What you will do: Set the following entries down again exactly, line by line.

Extracted information:
++++

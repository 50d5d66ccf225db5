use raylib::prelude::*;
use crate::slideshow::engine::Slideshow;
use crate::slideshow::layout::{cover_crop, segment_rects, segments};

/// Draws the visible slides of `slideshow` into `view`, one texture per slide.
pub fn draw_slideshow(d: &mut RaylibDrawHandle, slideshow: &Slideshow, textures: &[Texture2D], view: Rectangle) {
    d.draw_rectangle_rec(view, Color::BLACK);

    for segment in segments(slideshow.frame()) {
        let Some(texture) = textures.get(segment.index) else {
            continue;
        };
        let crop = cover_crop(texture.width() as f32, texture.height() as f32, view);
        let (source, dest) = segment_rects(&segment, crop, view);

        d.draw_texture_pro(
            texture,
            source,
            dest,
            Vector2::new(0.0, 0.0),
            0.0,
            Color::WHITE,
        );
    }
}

++++

Solved problem:
repository 50d5d66ccf225db5
use raylib::prelude::*;
use crate::slideshow::engine::Slideshow;
use crate::slideshow::layout::{cover_crop, segment_rects, segments};

/// Draws the visible slides of `slideshow` into `view`, one texture per slide.
pub fn draw_slideshow(d: &mut RaylibDrawHandle, slideshow: &Slideshow, textures: &[Texture2D], view: Rectangle) {
    d.draw_rectangle_rec(view, Color::BLACK);

    for segment in segments(slideshow.frame()) {
        let Some(texture) = textures.get(segment.index) else {
            continue;
        };
        let crop = cover_crop(texture.width() as f32, texture.height() as f32, view);
        let (source, dest) = segment_rects(&segment, crop, view);

        d.draw_texture_pro(
            texture,
            source,
            dest,
            Vector2::new(0.0, 0.0),
            0.0,
            Color::WHITE,
        );
    }
}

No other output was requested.